Liaison Psychiatry School
This five-day liaison psychiatry training course explores this exciting field of mental healthcare at the frontline of general hospital and community medicine. It uses group work, clinical case discussion, interactive exercises, and a full day of high-fidelity simulation.
The integration of mental with physical healthcare is a high priority in the modern NHS. Whether it’s providing 24-hour crisis care in the emergency department or managing complex cases on the wards, liaison psychiatrists and psychiatric liaison nurses experience fascinating and challenging clinical scenarios at the intersection of mental and physical medicine.
As well as providing direct clinical care, liaison staff may be involved in complex legal and ethical decision-making, advocating for patients’ holistic care, and co-learning with medical and surgical colleagues. This makes liaison psychiatry one of the most interesting and rewarding fields of mental health.
The course aims to provide a stimulating learning experience from beginning to end, giving you the opportunity to put new-found knowledge and skills into practice.
The Maudsley Learning Liaison Psychiatry Summer School will cover the following topics:
- Co-working in the emergency department
- Advanced risk assessment (suicide and self-harm)
- Psychotherapeutic skills in the emergency department
- Neuropsychiatry, functional disorders, and medically unexplained symptoms
- Mental capacity and the law in liaison settings
- Substance misuse in liaison settings and dual diagnosis
- Novel psychoactive substances and chemsex
- Psychopharmacology in the medically ill
- Child and adolescent liaison
- Old age liaison
- Perinatal psychiatry.
|Describe the role of liaison psychiatry in general hospital settings||Discuss the complex interaction of physical and mental health||Assess patients presenting with a range of common general and subspecialist liaison psychiatry presentations|
|Discuss the role of liaison subspecialties||Use advanced skills to assess and manage risk in the emergency department|
This course is suitable for a range of mental health professionals and is aimed at an intermediate level. This includes clinical psychologists, assistant psychologists, midwives, nurses and also psychology students. It is for anyone looking to learn more about liaison psychiatry, particularly those that are interested in pursuing this area further. If you are looking to become a liaison psychiatrist in the future, this is a good starting point to get more acquainted with the topic.
Learn from the experts
Each topic will be taught by an expert clinician from South London and Maudsley (SLaM) or the Institute of Psychiatry, Psychology, and Neurosciences at King's College London, so that you get the most up-to-date and evidence-based information from each speciality.
We’re leading experts in mental health training, and all our courses are taught by qualified professionals.
Advance your knowledge
If you’re looking to start a career in liaison psychiatry, or just want to learn more about the topic, this is a comprehensive introduction to the topic. You’ll advance your knowledge in a number of key areas. For example, you’ll learn about risk assessment, the law in liaison settings, substance abuse and more. Kickstart the next phase in your career by booking onto this course today.

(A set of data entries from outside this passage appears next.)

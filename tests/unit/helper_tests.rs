//! Unit tests for C# helper generation
//!
//! These tests cover the derived helper, the components helper and the
//! storage helper rendered from the base schema and the derived fixture.

use store_schema_compiler::codegen::helper_file::{
    render_components_helper, render_helper, render_storage_helper,
};
use store_schema_compiler::codegen::HelperNamespaces;
use store_schema_compiler::schema::MAX_STRING_LENGTH;

use crate::common::{count, load_base, load_fixture};

const NAMESPACE: &str = "Contoso.Training";
const SCHEMA_NAMESPACE: &str = "Contoso.Training.Schema";

fn derived_helper() -> String {
    render_helper(
        &load_fixture("derived_schema.xml"),
        &HelperNamespaces::default(),
        NAMESPACE,
        SCHEMA_NAMESPACE,
    )
    .unwrap()
}

/// Text of the first `namespace name {` block
fn namespace_block<'a>(text: &'a str, name: &str) -> &'a str {
    let header = format!("namespace {} {{\n", name);
    let start = text
        .find(&header)
        .unwrap_or_else(|| panic!("Missing namespace {}", name));
    let end = text[start..].find("\n}\n").map_or(text.len(), |i| start + i + 3);
    &text[start..end]
}

// ============================================================================
// Derived Helper Tests
// ============================================================================

#[test]
fn test_helper_is_deterministic() {
    assert_eq!(derived_helper(), derived_helper());
}

#[test]
fn test_helper_file_layout() {
    let cs = derived_helper();
    assert!(cs.starts_with("//------------------------------------------------------------------------------\n// <auto-generated>\n"));

    let classes = namespace_block(&cs, SCHEMA_NAMESPACE);
    assert!(classes.contains("    using System;\n    using System.Diagnostics.CodeAnalysis;\n"));
    assert!(classes.contains("    public abstract class EnrollmentItem {\n"));
    assert!(classes.contains("    public abstract class CourseEnrollmentView {\n"));
    assert!(classes.contains("    public abstract class EnrollRight {\n"));

    let types = namespace_block(&cs, NAMESPACE);
    assert!(types.contains("    using Microsoft.LearningComponents.Storage;\n"));
    assert!(types.contains("    public enum CourseLevel {\n"));
    assert!(types.contains("    public class EnrollmentItemIdentifier : LearningStoreItemIdentifier {\n"));
}

#[test]
fn test_derived_members_are_literals() {
    let cs = derived_helper();
    assert!(cs.contains("        public const string ItemTypeName = \"EnrollmentItem\";\n"));
    assert!(cs.contains("        public const string Id = \"Id\";\n"));
    assert!(cs.contains("        public const string CourseId = \"CourseId\";\n"));
    assert!(cs.contains("        public const int MaxTitleLength = 200;\n"));
    assert!(cs.contains(&format!(
        "        public const int MaxNotesLength = {};\n",
        MAX_STRING_LENGTH
    )));
    assert!(cs.contains("        public const string ViewName = \"CourseEnrollmentView\";\n"));
    assert!(cs.contains("        public const string RightName = \"EnrollRight\";\n"));
}

#[test]
fn test_base_members_refer_to_storage_helper() {
    let cs = derived_helper();
    let base = "Microsoft.LearningComponents.Storage.BaseSchema";

    assert!(cs.contains(&format!(
        "public const string ItemTypeName = {}.UserItem.ItemTypeName;",
        base
    )));
    assert!(cs.contains(&format!("public const string Key = {}.UserItem.Key;", base)));
    assert!(cs.contains(&format!(
        "public const int MaxKeyLength = {}.UserItem.MaxKeyLength;",
        base
    )));
    assert!(cs.contains(&format!(
        "public const string ViewName = {}.AttemptItemView.ViewName;",
        base
    )));
    assert!(cs.contains(&format!(
        "public const string RootActivityId = {}.CreateAttemptRight.RootActivityId;",
        base
    )));

    // Members added by the derived schema stay literal, even on base entities
    assert!(cs.contains("public const string Department = \"Department\";"));
    assert!(cs.contains("public const int MaxDepartmentLength = 100;"));
    assert!(cs.contains("public const string CourseId = \"CourseId\";"));
}

#[test]
fn test_only_derived_enums_and_identifiers() {
    let cs = derived_helper();
    let types = namespace_block(&cs, NAMESPACE);

    assert!(!types.contains("public enum AttemptStatus"));
    assert!(!types.contains("UserItemIdentifier"));
    assert!(types.contains("public class CourseItemIdentifier"));
    assert_eq!(count(types, "Identifier : LearningStoreItemIdentifier {"), 2);
}

#[test]
fn test_identifier_constructors() {
    let cs = derived_helper();
    assert!(cs.contains(
        "public EnrollmentItemIdentifier(long key) : base(Contoso.Training.Schema.EnrollmentItem.ItemTypeName, key) {\n"
    ));
    assert!(cs.contains(
        "public EnrollmentItemIdentifier(LearningStoreItemIdentifier id) : base(id) {\n"
    ));
    assert!(cs.contains("throw new ArgumentNullException(\"id\");"));
    assert!(cs.contains(
        "if (id.ItemTypeName != Contoso.Training.Schema.EnrollmentItem.ItemTypeName) {\n"
    ));
    assert!(cs.contains("throw new ArgumentOutOfRangeException(\"id\");"));
}

#[test]
fn test_enum_values() {
    let cs = derived_helper();
    assert!(cs.contains("        Beginner = 1,\n"));
    assert!(cs.contains("        Advanced = 3,\n"));
    assert!(cs.contains("        Expert = 3,\n"));
    assert!(cs.contains("        /// Expert (3)\n        /// Another name for Advanced.\n"));
    assert!(cs.contains("    /// <summary>\n    /// Difficulty of a course.\n    /// </summary>\n    public enum CourseLevel {\n"));
}

#[test]
fn test_naming_suppressions() {
    let cs = derived_helper();
    assert!(cs.contains(
        "    [SuppressMessageAttribute(\"Microsoft.Naming\", \"CA1704\")]\n    public abstract class CourseItem {\n"
    ));
    assert!(cs.contains(
        "        [SuppressMessageAttribute(\"Microsoft.Naming\", \"CA1704\")]\n        public const string Title = \"Title\";\n"
    ));
}

// ============================================================================
// Documentation Tests
// ============================================================================

#[test]
fn test_property_documentation() {
    let cs = derived_helper();

    assert!(cs.contains("/// Name of the CourseId property on the EnrollmentItem item type.\n"));
    assert!(cs.contains("/// Type: Identifier of a <Typ>CourseItem</Typ> item<p/>\n"));
    assert!(cs.contains(
        "/// The item is deleted automatically when the item it refers to is deleted.<p/>\n"
    ));
    assert!(cs.contains("/// Type: Enumeration <Typ>/Contoso.Training.CourseLevel</Typ><p/>\n"));
    assert!(cs.contains(
        "/// Default value: <Fld>/Contoso.Training.CourseLevel.Beginner</Fld><p/>\n"
    ));
    assert!(cs.contains(
        "/// Type: Enumeration <Typ>/Microsoft.LearningComponents.AttemptStatus</Typ><p/>\n"
    ));
    assert!(cs.contains("/// Default value: 2024-01-15 09:30:00<p/>\n"));
    assert!(cs.contains("/// Type: String with a maximum length of 200 characters<p/>\n"));
    assert!(cs.contains("/// Free-form notes from the instructor.\n"));
    assert!(cs.contains("/// Can be null.<p/>\n"));
    assert!(cs.contains("/// No default value.<p/>\n"));
}

#[test]
fn test_item_type_documentation_lists_properties() {
    let cs = derived_helper();
    assert!(cs.contains(
        "    /// <summary>\n\
         \x20   /// Describes the CourseItem item type.\n\
         \x20   /// A course learners can enroll in.\n\
         \x20   /// </summary>\n\
         \x20   /// <remarks>\n\
         \x20   /// Properties of this item type:\n\
         \x20   /// <ul>\n\
         \x20   /// <li><Fld>Capacity</Fld></li>\n\
         \x20   /// <li><Fld>CourseGuid</Fld></li>\n\
         \x20   /// <li><Fld>Id</Fld></li>\n\
         \x20   /// <li><Fld>Level</Fld></li>\n\
         \x20   /// <li><Fld>Syllabus</Fld></li>\n\
         \x20   /// <li><Fld>Title</Fld></li>\n\
         \x20   /// </ul>\n\
         \x20   /// </remarks>\n"
    ));
}

#[test]
fn test_view_and_right_documentation() {
    let cs = derived_helper();
    assert!(cs.contains("/// Parameters of this view:\n    /// <ul>\n    /// <li><Fld>CourseId</Fld></li>\n"));
    assert!(cs.contains("/// Parameters of this view:\n    /// None\n"));
    assert!(cs.contains("/// Name of the LearnerName column of the CourseEnrollmentView view.\n"));
    assert!(cs.contains("/// Type: Identifier of a <Typ>UserItem</Typ> item\n"));
    assert!(cs.contains("/// Name of the CourseId parameter of the EnrollRight right.\n"));
    assert!(cs.contains("/// Parameters of this right:\n"));
}

// ============================================================================
// Base Schema Helper Tests
// ============================================================================

#[test]
fn test_components_helper() {
    let cs = render_components_helper(&load_base(), &HelperNamespaces::default()).unwrap();

    let block = namespace_block(&cs, "Microsoft.LearningComponents");
    assert!(block.contains("    public enum AttemptStatus {\n"));
    assert!(block.contains("    public enum PackageFormat {\n"));
    assert!(block.contains("        V1p3 = 2,\n"));
    assert!(block.contains("    internal abstract class BaseSchemaInternal {\n"));
    assert!(block.contains("        public abstract class UserItem {\n"));
    assert!(block.contains("            public const int MaxKeyLength = 250;\n"));
    assert!(block.contains("            public const int MaxSuspendDataLength = 64000;\n"));
    assert!(!cs.contains("ItemTypeName"));
}

#[test]
fn test_storage_helper() {
    let cs = render_storage_helper(&load_base(), &HelperNamespaces::default()).unwrap();

    let classes = namespace_block(&cs, "Microsoft.LearningComponents.Storage.BaseSchema");
    assert!(classes.contains("        public const string ItemTypeName = \"UserItem\";\n"));
    assert!(classes.contains(
        "        public const int MaxKeyLength = BaseSchemaInternal.UserItem.MaxKeyLength;\n"
    ));
    assert!(classes.contains("        public const string RightName = \"CreateAttemptRight\";\n"));
    assert!(classes.contains("/// Type: Enumeration <Typ>/Microsoft.LearningComponents.AttemptStatus</Typ><p/>\n"));

    let identifiers = namespace_block(&cs, "Microsoft.LearningComponents.Storage");
    assert_eq!(count(identifiers, ": LearningStoreItemIdentifier {"), 5);
    assert!(identifiers.contains(
        "public UserItemIdentifier(long key) : base(Microsoft.LearningComponents.Storage.BaseSchema.UserItem.ItemTypeName, key) {\n"
    ));
}

#[test]
fn test_custom_base_namespaces() {
    let namespaces = HelperNamespaces {
        components: "Acme".to_string(),
        storage: "Acme.Storage".to_string(),
        base_schema: "Acme.Storage.Base".to_string(),
    };
    let cs = render_helper(
        &load_fixture("derived_schema.xml"),
        &namespaces,
        NAMESPACE,
        SCHEMA_NAMESPACE,
    )
    .unwrap();
    assert!(cs.contains("public const string Key = Acme.Storage.Base.UserItem.Key;"));
    assert!(cs.contains("<Typ>/Acme.AttemptStatus</Typ>"));
}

Contact us for bulk booking discounts on group bookings of more than 5.
We are able to offer custom-made programs, whether digital or face to face, to meet the education and training needs of your organisation in the UK or internationally. We would welcome the opportunity to discuss your requirements and develop a proposal.
Let our team complete a full Training Needs Analysis for a department, directorate, or the whole hospital! We can work to complete this ourselves or work collaboratively with your own staff. Our standard outcome measures assess learner progress and produce a full report looking at wider impact of training using a range of tested assessment methodologies.
Frequently asked questions
What is a mental health liaison practitioner?
A mental health liaison practitioner provides mental healthcare in a physical setting. They bridge the gap between mental and physical healthcare and act as an intermediary – or liaison – between these two areas. Settings they may work in include general hospitals.
How do you become a liaison psychiatrist?
After initial medical training, you’ll have to complete a two-year foundation programme then six years minimum of specialised training. If you’re interested in becoming a liaison psychiatrist, Maudsley Learning’s course is a great introduction to the topic. It means you can become more acquainted with liaison psychiatry before committing to it as a career.